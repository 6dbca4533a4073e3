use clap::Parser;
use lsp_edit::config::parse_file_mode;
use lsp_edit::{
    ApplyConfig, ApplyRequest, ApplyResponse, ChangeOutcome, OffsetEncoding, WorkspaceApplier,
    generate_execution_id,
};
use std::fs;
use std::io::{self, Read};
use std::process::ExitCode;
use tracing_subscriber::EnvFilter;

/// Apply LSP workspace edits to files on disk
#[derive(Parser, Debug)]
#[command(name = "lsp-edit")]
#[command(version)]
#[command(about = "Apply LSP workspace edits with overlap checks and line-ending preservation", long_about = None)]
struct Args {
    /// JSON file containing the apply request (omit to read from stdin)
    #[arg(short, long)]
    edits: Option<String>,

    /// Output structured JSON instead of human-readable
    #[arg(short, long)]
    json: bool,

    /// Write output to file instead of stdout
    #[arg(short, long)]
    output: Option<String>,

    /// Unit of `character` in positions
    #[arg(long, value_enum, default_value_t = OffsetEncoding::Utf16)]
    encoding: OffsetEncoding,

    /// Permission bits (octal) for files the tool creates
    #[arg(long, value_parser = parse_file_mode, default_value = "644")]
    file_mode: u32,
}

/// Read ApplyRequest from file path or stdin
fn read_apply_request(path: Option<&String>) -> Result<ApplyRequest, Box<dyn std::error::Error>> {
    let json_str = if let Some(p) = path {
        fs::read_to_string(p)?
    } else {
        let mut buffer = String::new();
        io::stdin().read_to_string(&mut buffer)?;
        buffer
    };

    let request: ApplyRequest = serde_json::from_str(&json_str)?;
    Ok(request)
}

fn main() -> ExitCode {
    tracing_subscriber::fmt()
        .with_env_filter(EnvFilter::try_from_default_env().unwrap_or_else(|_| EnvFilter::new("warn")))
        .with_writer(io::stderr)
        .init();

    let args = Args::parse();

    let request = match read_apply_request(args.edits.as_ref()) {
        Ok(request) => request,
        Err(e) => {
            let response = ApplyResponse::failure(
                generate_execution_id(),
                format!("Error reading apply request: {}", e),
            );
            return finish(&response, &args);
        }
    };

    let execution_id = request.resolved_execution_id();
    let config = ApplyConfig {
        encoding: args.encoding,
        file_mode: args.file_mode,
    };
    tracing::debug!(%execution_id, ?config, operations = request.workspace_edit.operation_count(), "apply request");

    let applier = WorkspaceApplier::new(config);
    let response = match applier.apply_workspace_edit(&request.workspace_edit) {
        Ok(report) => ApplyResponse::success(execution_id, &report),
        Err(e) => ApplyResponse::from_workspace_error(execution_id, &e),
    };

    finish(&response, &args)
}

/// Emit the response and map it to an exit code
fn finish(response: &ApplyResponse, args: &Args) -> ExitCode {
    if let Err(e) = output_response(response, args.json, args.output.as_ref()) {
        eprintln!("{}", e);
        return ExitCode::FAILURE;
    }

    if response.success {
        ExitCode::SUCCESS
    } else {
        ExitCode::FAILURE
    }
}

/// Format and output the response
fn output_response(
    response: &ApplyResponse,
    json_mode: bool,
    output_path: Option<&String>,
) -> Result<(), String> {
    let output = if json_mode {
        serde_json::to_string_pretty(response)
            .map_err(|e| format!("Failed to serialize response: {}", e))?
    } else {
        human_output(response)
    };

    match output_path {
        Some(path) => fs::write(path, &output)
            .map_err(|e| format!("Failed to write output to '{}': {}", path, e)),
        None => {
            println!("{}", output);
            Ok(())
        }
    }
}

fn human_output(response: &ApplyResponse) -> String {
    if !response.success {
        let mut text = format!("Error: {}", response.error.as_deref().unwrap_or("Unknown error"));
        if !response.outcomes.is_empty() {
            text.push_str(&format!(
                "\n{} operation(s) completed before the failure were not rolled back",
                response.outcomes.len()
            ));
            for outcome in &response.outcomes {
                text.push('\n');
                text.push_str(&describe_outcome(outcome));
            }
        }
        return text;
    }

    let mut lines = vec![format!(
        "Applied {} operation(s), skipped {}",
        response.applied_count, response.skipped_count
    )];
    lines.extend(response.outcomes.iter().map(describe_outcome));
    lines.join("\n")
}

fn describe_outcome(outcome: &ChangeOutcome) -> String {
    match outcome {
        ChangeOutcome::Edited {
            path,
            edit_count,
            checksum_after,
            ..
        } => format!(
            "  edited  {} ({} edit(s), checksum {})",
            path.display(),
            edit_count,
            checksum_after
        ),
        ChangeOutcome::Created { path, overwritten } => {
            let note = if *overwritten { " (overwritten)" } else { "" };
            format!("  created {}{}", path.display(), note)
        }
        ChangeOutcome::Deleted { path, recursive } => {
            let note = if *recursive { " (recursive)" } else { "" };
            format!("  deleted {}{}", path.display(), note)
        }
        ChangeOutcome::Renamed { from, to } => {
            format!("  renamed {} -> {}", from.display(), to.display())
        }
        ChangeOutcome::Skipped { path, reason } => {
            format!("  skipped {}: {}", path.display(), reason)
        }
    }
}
________________________________________
_The problem_
Would you please repeat the entire listing above exactly?

_Result of the task_
repository 6dbca4533a4073e3
use clap::Parser;
use lsp_edit::config::parse_file_mode;
use lsp_edit::{
    ApplyConfig, ApplyRequest, ApplyResponse, ChangeOutcome, OffsetEncoding, WorkspaceApplier,
    generate_execution_id,
};
use std::fs;
use std::io::{self, Read};
use std::process::ExitCode;
use tracing_subscriber::EnvFilter;

/// Apply LSP workspace edits to files on disk
#[derive(Parser, Debug)]
#[command(name = "lsp-edit")]
#[command(version)]
#[command(about = "Apply LSP workspace edits with overlap checks and line-ending preservation", long_about = None)]
struct Args {
    /// JSON file containing the apply request (omit to read from stdin)
    #[arg(short, long)]
    edits: Option<String>,

    /// Output structured JSON instead of human-readable
    #[arg(short, long)]
    json: bool,

    /// Write output to file instead of stdout
    #[arg(short, long)]
    output: Option<String>,

    /// Unit of `character` in positions
    #[arg(long, value_enum, default_value_t = OffsetEncoding::Utf16)]
    encoding: OffsetEncoding,

    /// Permission bits (octal) for files the tool creates
    #[arg(long, value_parser = parse_file_mode, default_value = "644")]
    file_mode: u32,
}

/// Read ApplyRequest from file path or stdin
fn read_apply_request(path: Option<&String>) -> Result<ApplyRequest, Box<dyn std::error::Error>> {
    let json_str = if let Some(p) = path {
        fs::read_to_string(p)?
    } else {
        let mut buffer = String::new();
        io::stdin().read_to_string(&mut buffer)?;
        buffer
    };

    let request: ApplyRequest = serde_json::from_str(&json_str)?;
    Ok(request)
}

fn main() -> ExitCode {
    tracing_subscriber::fmt()
        .with_env_filter(EnvFilter::try_from_default_env().unwrap_or_else(|_| EnvFilter::new("warn")))
        .with_writer(io::stderr)
        .init();

    let args = Args::parse();

    let request = match read_apply_request(args.edits.as_ref()) {
        Ok(request) => request,
        Err(e) => {
            let response = ApplyResponse::failure(
                generate_execution_id(),
                format!("Error reading apply request: {}", e),
            );
            return finish(&response, &args);
        }
    };

    let execution_id = request.resolved_execution_id();
    let config = ApplyConfig {
        encoding: args.encoding,
        file_mode: args.file_mode,
    };
    tracing::debug!(%execution_id, ?config, operations = request.workspace_edit.operation_count(), "apply request");

    let applier = WorkspaceApplier::new(config);
    let response = match applier.apply_workspace_edit(&request.workspace_edit) {
        Ok(report) => ApplyResponse::success(execution_id, &report),
        Err(e) => ApplyResponse::from_workspace_error(execution_id, &e),
    };

    finish(&response, &args)
}

/// Emit the response and map it to an exit code
fn finish(response: &ApplyResponse, args: &Args) -> ExitCode {
    if let Err(e) = output_response(response, args.json, args.output.as_ref()) {
        eprintln!("{}", e);
        return ExitCode::FAILURE;
    }

    if response.success {
        ExitCode::SUCCESS
    } else {
        ExitCode::FAILURE
    }
}

/// Format and output the response
fn output_response(
    response: &ApplyResponse,
    json_mode: bool,
    output_path: Option<&String>,
) -> Result<(), String> {
    let output = if json_mode {
        serde_json::to_string_pretty(response)
            .map_err(|e| format!("Failed to serialize response: {}", e))?
    } else {
        human_output(response)
    };

    match output_path {
        Some(path) => fs::write(path, &output)
            .map_err(|e| format!("Failed to write output to '{}': {}", path, e)),
        None => {
            println!("{}", output);
            Ok(())
        }
    }
}

fn human_output(response: &ApplyResponse) -> String {
    if !response.success {
        let mut text = format!("Error: {}", response.error.as_deref().unwrap_or("Unknown error"));
        if !response.outcomes.is_empty() {
            text.push_str(&format!(
                "\n{} operation(s) completed before the failure were not rolled back",
                response.outcomes.len()
            ));
            for outcome in &response.outcomes {
                text.push('\n');
                text.push_str(&describe_outcome(outcome));
            }
        }
        return text;
    }

    let mut lines = vec![format!(
        "Applied {} operation(s), skipped {}",
        response.applied_count, response.skipped_count
    )];
    lines.extend(response.outcomes.iter().map(describe_outcome));
    lines.join("\n")
}

fn describe_outcome(outcome: &ChangeOutcome) -> String {
    match outcome {
        ChangeOutcome::Edited {
            path,
            edit_count,
            checksum_after,
            ..
        } => format!(
            "  edited  {} ({} edit(s), checksum {})",
            path.display(),
            edit_count,
            checksum_after
        ),
        ChangeOutcome::Created { path, overwritten } => {
            let note = if *overwritten { " (overwritten)" } else { "" };
            format!("  created {}{}", path.display(), note)
        }
        ChangeOutcome::Deleted { path, recursive } => {
            let note = if *recursive { " (recursive)" } else { "" };
            format!("  deleted {}{}", path.display(), note)
        }
        ChangeOutcome::Renamed { from, to } => {
            format!("  renamed {} -> {}", from.display(), to.display())
        }
        ChangeOutcome::Skipped { path, reason } => {
            format!("  skipped {}: {}", path.display(), reason)
        }
    }
}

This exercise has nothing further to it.